A former therapist at the center of what the Utah County Sheriff’s Office has called a “ritualistic” sex abuse investigation is facing new charges for allegedly sexually assaulting a young client.
David Hamblin, 68, was charged Tuesday with six counts of aggravated sexual abuse. Prosecutors allege the man molested a boy between the ages of 4 and 5 during therapy sessions at his Spring City home at least six times between 1990 and 1992. He’s accused of touching the boy inappropriately, according to charging records, and forcing the child to perform a sex act on him.
This is the second time in the last month that Hamblin has been accused by authorities of sexually assaulting a child. He was arrested and charged last month with multiple counts of sodomy of a child, rape of a child, aggravated sexual abuse of a child and lewdness involving a child after a woman came forward in April alleging she was repeatedly sexually assaulted by Hamblin, who was her neighbor, in the mid-1980s.
The Utah County Sheriff’s Office announced a month after the woman made these statements that its investigators were looking into “ritualistic sex abuse” allegations that date back to the decades between 1990 and 2010 and span Utah, Juab and Sanpete counties. Authorities didn’t publicly identify Hamblin as a suspect until he was arrested last month.
In a Tuesday statement, Utah County sheriff’s officials said the latest alleged victim came forward after Hamblin had been arrested in September.
In the latest case, a man told investigators that Hamblin “administered religious blessings” during some of their therapy sessions in the early 1990s, when the abuse reportedly occurred, according to the sheriff’s office.

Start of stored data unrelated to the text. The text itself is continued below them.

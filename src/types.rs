//! Core data model: issues, their positions, citations and the analysis result.

use serde::{Deserialize, Serialize};

use crate::fix::Document;

/// Category of a detected writing problem
#[derive(Debug, Clone, Copy, PartialEq, Eq, Hash, PartialOrd, Ord, Serialize, Deserialize)]
#[serde(rename_all = "lowercase")]
pub enum IssueKind {
    Grammar,
    Spelling,
    Punctuation,
    Clarity,
    Structure,
    Style,
    Citation,
    Plagiarism,
}

impl IssueKind {
    pub const ALL: [IssueKind; 8] = [
        IssueKind::Grammar,
        IssueKind::Spelling,
        IssueKind::Punctuation,
        IssueKind::Clarity,
        IssueKind::Structure,
        IssueKind::Style,
        IssueKind::Citation,
        IssueKind::Plagiarism,
    ];

    pub fn as_str(&self) -> &'static str {
        match self {
            IssueKind::Grammar => "grammar",
            IssueKind::Spelling => "spelling",
            IssueKind::Punctuation => "punctuation",
            IssueKind::Clarity => "clarity",
            IssueKind::Structure => "structure",
            IssueKind::Style => "style",
            IssueKind::Citation => "citation",
            IssueKind::Plagiarism => "plagiarism",
        }
    }
}

impl std::fmt::Display for IssueKind {
    fn fmt(&self, f: &mut std::fmt::Formatter<'_>) -> std::fmt::Result {
        f.write_str(self.as_str())
    }
}

impl std::str::FromStr for IssueKind {
    type Err = String;

    fn from_str(s: &str) -> Result<Self, Self::Err> {
        let lower = s.to_lowercase();
        IssueKind::ALL
            .into_iter()
            .find(|k| k.as_str() == lower)
            .ok_or_else(|| format!("unknown issue kind '{s}'"))
    }
}

/// Which issues a bulk fix targets
#[derive(Debug, Clone, Copy, PartialEq, Eq)]
pub enum KindSelector {
    All,
    Kind(IssueKind),
}

impl std::str::FromStr for KindSelector {
    type Err = String;

    fn from_str(s: &str) -> Result<Self, Self::Err> {
        if s.eq_ignore_ascii_case("all") {
            Ok(KindSelector::All)
        } else {
            s.parse().map(KindSelector::Kind)
        }
    }
}

impl From<IssueKind> for KindSelector {
    fn from(kind: IssueKind) -> Self {
        KindSelector::Kind(kind)
    }
}

#[derive(Debug, Clone, Copy, PartialEq, Eq, PartialOrd, Ord, Default, Serialize, Deserialize)]
#[serde(rename_all = "lowercase")]
pub enum Severity {
    #[default]
    Low,
    Medium,
    High,
}

impl std::fmt::Display for Severity {
    fn fmt(&self, f: &mut std::fmt::Formatter<'_>) -> std::fmt::Result {
        match self {
            Severity::Low => write!(f, "low"),
            Severity::Medium => write!(f, "medium"),
            Severity::High => write!(f, "high"),
        }
    }
}

/// Whether a suggestion is literal replacement text or prose guidance.
///
/// Advisory suggestions can still be applied; the result just won't read
/// as clean text.
#[derive(Debug, Clone, Copy, PartialEq, Eq, Hash, Default, Serialize, Deserialize)]
#[serde(rename_all = "lowercase")]
pub enum Applicability {
    #[default]
    Literal,
    Advisory,
}

/// Byte span inside one paragraph of the document snapshot the issue was
/// detected against. Offsets always fall on UTF-8 character boundaries.
#[derive(Debug, Clone, Copy, PartialEq, Eq, Hash, PartialOrd, Ord, Serialize, Deserialize)]
pub struct Position {
    pub paragraph_index: usize,
    pub start_offset: usize,
    pub end_offset: usize,
}

impl Position {
    pub fn new(paragraph_index: usize, start_offset: usize, end_offset: usize) -> Self {
        Self {
            paragraph_index,
            start_offset,
            end_offset,
        }
    }
}

/// Detector output before the aggregator assigns an id.
#[derive(Debug, Clone, PartialEq, Eq)]
pub struct Finding {
    pub kind: IssueKind,
    pub severity: Severity,
    pub matched_text: String,
    pub suggestion: String,
    pub explanation: String,
    pub applicability: Applicability,
    pub position: Position,
}

impl Finding {
    /// Build a finding whose matched text is the paragraph slice at `start..end`.
    pub fn at(
        kind: IssueKind,
        severity: Severity,
        paragraph_index: usize,
        paragraph: &str,
        start: usize,
        end: usize,
    ) -> Self {
        Self {
            kind,
            severity,
            matched_text: paragraph[start..end].to_string(),
            suggestion: String::new(),
            explanation: String::new(),
            applicability: Applicability::Literal,
            position: Position::new(paragraph_index, start, end),
        }
    }

    pub fn suggest(mut self, suggestion: impl Into<String>) -> Self {
        self.suggestion = suggestion.into();
        self
    }

    pub fn explain(mut self, explanation: impl Into<String>) -> Self {
        self.explanation = explanation.into();
        self
    }

    pub fn advisory(mut self) -> Self {
        self.applicability = Applicability::Advisory;
        self
    }

    pub fn into_issue(self, id: String) -> Issue {
        Issue {
            id,
            kind: self.kind,
            severity: self.severity,
            matched_text: self.matched_text,
            suggestion: self.suggestion,
            explanation: self.explanation,
            applicability: self.applicability,
            position: self.position,
        }
    }
}

#[derive(Debug, Clone, PartialEq, Eq, Serialize, Deserialize)]
pub struct Issue {
    pub id: String,
    pub kind: IssueKind,
    pub severity: Severity,
    #[serde(rename = "match")]
    pub matched_text: String,
    pub suggestion: String,
    pub explanation: String,
    pub applicability: Applicability,
    pub position: Position,
}

impl Issue {
    pub fn is_advisory(&self) -> bool {
        self.applicability == Applicability::Advisory
    }

    /// True when the document no longer holds `matched_text` at this issue's span.
    pub fn is_stale(&self, document: &Document) -> bool {
        let Some(paragraph) = document.paragraph(self.position.paragraph_index) else {
            return true;
        };
        paragraph.get(self.position.start_offset..self.position.end_offset)
            != Some(self.matched_text.as_str())
    }
}

#[derive(Debug, Clone, Copy, PartialEq, Eq, Hash, Serialize, Deserialize)]
#[serde(rename_all = "kebab-case")]
pub enum CitationForm {
    InText,
    Narrative,
}

#[derive(Debug, Clone, PartialEq, Eq, Serialize, Deserialize)]
pub struct Citation {
    pub text: String,
    pub form: CitationForm,
    pub problems: Vec<String>,
}

#[derive(Debug, Clone, Copy, PartialEq, Eq, Hash, Serialize, Deserialize)]
pub enum ReadabilityLevel {
    Complex,
    Moderate,
    Easy,
}

impl ReadabilityLevel {
    pub fn for_score(score: u8) -> Self {
        if score < 40 {
            ReadabilityLevel::Complex
        } else if score < 60 {
            ReadabilityLevel::Moderate
        } else {
            ReadabilityLevel::Easy
        }
    }
}

#[derive(Debug, Clone, Copy, PartialEq, Eq, Default, Serialize, Deserialize, clap::ValueEnum)]
#[serde(rename_all = "lowercase")]
pub enum DocumentType {
    Academic,
    Creative,
    Business,
    #[default]
    General,
}

#[derive(Debug, Clone, Copy, PartialEq, Eq, Default, Serialize, Deserialize, clap::ValueEnum)]
#[serde(rename_all = "lowercase")]
pub enum CitationStyle {
    #[default]
    Apa,
    Mla,
    Chicago,
    Harvard,
}

#[derive(Debug, Clone, PartialEq, Serialize)]
pub struct Analysis {
    pub word_count: usize,
    pub reading_time_minutes: usize,
    pub readability_score: u8,
    pub readability_level: ReadabilityLevel,
    pub grammar_score: u8,
    pub style_score: u8,
    pub overall_score: u8,
    pub citations: Vec<Citation>,
    pub issues: Vec<Issue>,
}

impl Analysis {
    pub fn issue(&self, id: &str) -> Option<&Issue> {
        self.issues.iter().find(|i| i.id == id)
    }

    pub fn count_by_kind(&self, kind: IssueKind) -> usize {
        self.issues.iter().filter(|i| i.kind == kind).count()
    }
}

Sheriff’s officials said the man had previously told someone that he was abused at some point, but said the alleged victim felt at the time that he wasn’t taken seriously “because of Hamblin’s standing both in the Spring City community and Hamblin’s standing because of his membership in and involvement with The Church of Jesus Christ of Latter-day Saints.” It’s not clear who the man previously disclosed the abuse allegations to.

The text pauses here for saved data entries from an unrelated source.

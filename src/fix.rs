//! Fix application.
//!
//! A [`Document`] is never edited in place: every fix yields a new paragraph
//! sequence. Batches are applied bottom-to-top and right-to-left so a
//! replacement never shifts the offsets of a fix still waiting its turn.
//!
//! Issues are snapshots of the document they were detected against. When
//! overlapping fixes in one batch leave a later issue's span pointing at
//! different text, that issue is still applied at its stored offsets and
//! counted as stale in the [`FixOutcome`].

use log::{debug, warn};
use serde::Serialize;

use crate::error::{EngineError, Result};
use crate::segment::segment;
use crate::types::Issue;

#[derive(Debug, Clone, Default, PartialEq, Eq, Serialize)]
#[serde(transparent)]
pub struct Document {
    paragraphs: Vec<String>,
}

impl Document {
    pub fn from_text(text: &str) -> Self {
        Self {
            paragraphs: segment(text),
        }
    }

    pub fn from_paragraphs(paragraphs: Vec<String>) -> Self {
        Self { paragraphs }
    }

    pub fn paragraphs(&self) -> &[String] {
        &self.paragraphs
    }

    pub fn paragraph(&self, index: usize) -> Option<&str> {
        self.paragraphs.get(index).map(String::as_str)
    }

    pub fn len(&self) -> usize {
        self.paragraphs.len()
    }

    pub fn is_empty(&self) -> bool {
        self.paragraphs.is_empty()
    }

    /// Paragraphs joined by blank lines.
    pub fn text(&self) -> String {
        self.paragraphs.join("\n\n")
    }
}

/// Which issues a bulk fix may touch
#[derive(Debug, Clone, Copy, PartialEq, Eq, Default)]
pub enum FixMode {
    /// Every selected issue, advisory suggestions included
    #[default]
    All,
    /// Only issues whose suggestion is literal replacement text
    LiteralOnly,
}

impl FixMode {
    pub fn allows(&self, issue: &Issue) -> bool {
        match self {
            FixMode::All => true,
            FixMode::LiteralOnly => !issue.is_advisory(),
        }
    }
}

#[derive(Debug, Clone, PartialEq, Eq, Serialize)]
pub struct SkippedFix {
    pub issue_id: String,
    pub reason: String,
}

/// Result of applying a batch of fixes
#[derive(Debug, Clone, Default, PartialEq, Eq, Serialize)]
pub struct FixOutcome {
    pub document: Document,
    /// Ids of applied issues, in application order
    pub applied: Vec<String>,
    pub skipped: Vec<SkippedFix>,
    /// Applied issues whose span no longer held their matched text
    pub stale: usize,
}

/// Replace one issue's span with its suggestion.
pub fn apply_one(document: &Document, issue: &Issue) -> Result<Document> {
    let index = issue.position.paragraph_index;
    let paragraph = document
        .paragraph(index)
        .ok_or_else(|| out_of_range(document, issue))?;
    let rewritten = splice(paragraph, issue).ok_or_else(|| out_of_range(document, issue))?;

    let mut paragraphs = document.paragraphs.clone();
    paragraphs[index] = rewritten;
    Ok(Document { paragraphs })
}

/// Apply a batch in one pass, in decreasing `(paragraph, start)` order.
///
/// Issues whose position no longer fits are skipped and reported; the rest
/// of the batch still goes through.
pub fn apply_many<'a, I>(document: &Document, issues: I) -> FixOutcome
where
    I: IntoIterator<Item = &'a Issue>,
{
    let mut sorted: Vec<&Issue> = issues.into_iter().collect();
    sorted.sort_by(|a, b| {
        (b.position.paragraph_index, b.position.start_offset)
            .cmp(&(a.position.paragraph_index, a.position.start_offset))
    });

    let mut outcome = FixOutcome {
        document: document.clone(),
        ..FixOutcome::default()
    };

    for issue in sorted {
        let stale = issue.is_stale(&outcome.document);
        let index = issue.position.paragraph_index;
        let rewritten = outcome
            .document
            .paragraph(index)
            .and_then(|paragraph| splice(paragraph, issue));

        match rewritten {
            Some(text) => {
                if stale {
                    debug!(
                        "applying stale fix {}: span no longer holds '{}'",
                        issue.id, issue.matched_text
                    );
                    outcome.stale += 1;
                }
                outcome.document.paragraphs[index] = text;
                outcome.applied.push(issue.id.clone());
            }
            None => {
                let err = out_of_range(&outcome.document, issue);
                warn!("skipping fix: {err}");
                outcome.skipped.push(SkippedFix {
                    issue_id: issue.id.clone(),
                    reason: err.to_string(),
                });
            }
        }
    }
    outcome
}

/// `None` when the start offset lies past the paragraph's end.
fn splice(paragraph: &str, issue: &Issue) -> Option<String> {
    let start = issue.position.start_offset;
    if start >= paragraph.len() {
        return None;
    }
    let start = snap_to_char_boundary(paragraph, start, false);
    let end = snap_to_char_boundary(paragraph, issue.position.end_offset, true).max(start);

    let mut out = String::with_capacity(paragraph.len() + issue.suggestion.len());
    out.push_str(&paragraph[..start]);
    out.push_str(&issue.suggestion);
    out.push_str(&paragraph[end..]);
    Some(out)
}

fn out_of_range(document: &Document, issue: &Issue) -> EngineError {
    EngineError::PositionOutOfRange {
        issue_id: issue.id.clone(),
        paragraph_index: issue.position.paragraph_index,
        start_offset: issue.position.start_offset,
        paragraph_count: document.len(),
        paragraph_len: document
            .paragraph(issue.position.paragraph_index)
            .map_or(0, str::len),
    }
}

/// Snap a byte offset to a valid char boundary.
/// If `forward` is true, snap forward; otherwise snap backward.
fn snap_to_char_boundary(text: &str, pos: usize, forward: bool) -> usize {
    if pos >= text.len() {
        return text.len();
    }
    let mut p = pos;
    if forward {
        while p < text.len() && !text.is_char_boundary(p) {
            p += 1;
        }
    } else {
        while p > 0 && !text.is_char_boundary(p) {
            p -= 1;
        }
    }
    p
}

In June, a former client of Hamblin’s separately told The Salt Lake Tribune that the therapist had diagnosed him in the early 1990s with multiple personality disorder due to ritual sex abuse as a child. At the time, Brett Bluth was an adult, and said he had started therapy because he was struggling with being gay while being a member of the LDS Church. He said Hamblin convinced him that he was sexually abused by satanic worshippers in his childhood, which was why he was gay.

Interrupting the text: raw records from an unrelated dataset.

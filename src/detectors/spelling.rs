use std::collections::HashMap;

use once_cell::sync::Lazy;
use rand::RngCore;
use regex::Regex;

use super::{match_case, Detector, DetectorOutput};
use crate::config::AnalysisOptions;
use crate::types::{Finding, IssueKind, Severity};

const MISSPELLINGS: &[(&str, &str)] = &[
    ("accomodate", "accommodate"),
    ("acheive", "achieve"),
    ("alot", "a lot"),
    ("arguement", "argument"),
    ("beleive", "believe"),
    ("calender", "calendar"),
    ("definately", "definitely"),
    ("embarass", "embarrass"),
    ("enviroment", "environment"),
    ("existance", "existence"),
    ("goverment", "government"),
    ("independant", "independent"),
    ("neccessary", "necessary"),
    ("occured", "occurred"),
    ("occurence", "occurrence"),
    ("publically", "publicly"),
    ("recieve", "receive"),
    ("refered", "referred"),
    ("seperate", "separate"),
    ("succesful", "successful"),
    ("teh", "the"),
    ("thier", "their"),
    ("tommorow", "tomorrow"),
    ("untill", "until"),
    ("wich", "which"),
    ("wierd", "weird"),
];

static CORRECTIONS: Lazy<HashMap<&'static str, &'static str>> =
    Lazy::new(|| MISSPELLINGS.iter().copied().collect());

static MISSPELLING_RE: Lazy<Regex> = Lazy::new(|| {
    let alt = MISSPELLINGS
        .iter()
        .map(|(w, _)| regex::escape(w))
        .collect::<Vec<_>>()
        .join("|");
    Regex::new(&format!("(?i)\\b({alt})\\b")).unwrap()
});

/// Whole-word lookup against a table of common misspellings.
pub struct SpellingDetector;

impl Detector for SpellingDetector {
    fn name(&self) -> &'static str {
        "spelling"
    }

    fn kind(&self) -> IssueKind {
        IssueKind::Spelling
    }

    fn enabled(&self, options: &AnalysisOptions) -> bool {
        options.check_spelling
    }

    fn detect(
        &self,
        paragraphs: &[String],
        _options: &AnalysisOptions,
        _rng: &mut dyn RngCore,
    ) -> DetectorOutput {
        let mut out = DetectorOutput::new();
        for (index, paragraph) in paragraphs.iter().enumerate() {
            for m in MISSPELLING_RE.find_iter(paragraph) {
                let word = m.as_str().to_lowercase();
                let Some(correction) = CORRECTIONS.get(word.as_str()) else {
                    continue;
                };
                out.push(
                    Finding::at(
                        IssueKind::Spelling,
                        Severity::Low,
                        index,
                        paragraph,
                        m.start(),
                        m.end(),
                    )
                    .suggest(match_case(m.as_str(), correction))
                    .explain(format!("'{}' is misspelled.", m.as_str())),
                );
            }
        }
        out
    }
}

Bluth said he had reservations about the diagnosis, but kept seeing Hamblin for two years until the therapist encouraged Bluth to perform a sex act on him as a way to heal from his trauma.
Afterward, Bluth said, “He prayed over his semen that it would undo the unrighteous semen that had been placed inside my body as a kid. And I was disgusted.”
Bluth said he never went back to the therapist after the sexual contact. He said he came to the realization that nothing the therapist had told him was real several months later, after meeting several other patients who all told him they had received the same unusual diagnosis of multiple personalities due to ritual childhood sex abuse.
“I just started going, ‘Oh my God, I’m not unique,’” he said. “That was not what I thought it was. That was all planned and it’s been repeating.”
Bluth said he confronted the therapist about the sexual contact that he alleges happened during his treatment and told Hamblin that if the therapist didn’t report himself to state regulators, Bluth would.
The therapist did turn himself in to regulators. Records from the Division of Occupational and Professional Licensing show Hamblin gave up his psychologist license in 2000 after admitting he “had intimate relationships with several patients during clinical therapy sessions and claimed to some of these patients that the intimacy was therapeutic to them.”
The latest investigation became central to the recent Utah County Attorney race after David Leavitt publicly tied himself to it in a June news conference, shortly after it was announced. In the news conference, Leavitt said he was named in a report from that time period that according to him was connected to the case and denounced the new investigation as politically motivated, which the sheriff denied.
That report, which The Tribune obtained through a public records request, includes an unverified witness statement from an alleged victim who accused Hamblin and more than a dozen others, including Leavitt, of taking part in a cult of ritualistic child abuse, murder and cannibalism that she said she witnessed as a child.
Hamblin faced charges more than a decade ago for child sex abuse accusations involving that alleged victim, but they were dropped in 2014 after prosecutors said they were having trouble getting medical records and other documents to corroborate her report.
The person who made the allegations in that witness statement is not listed in recent charging records.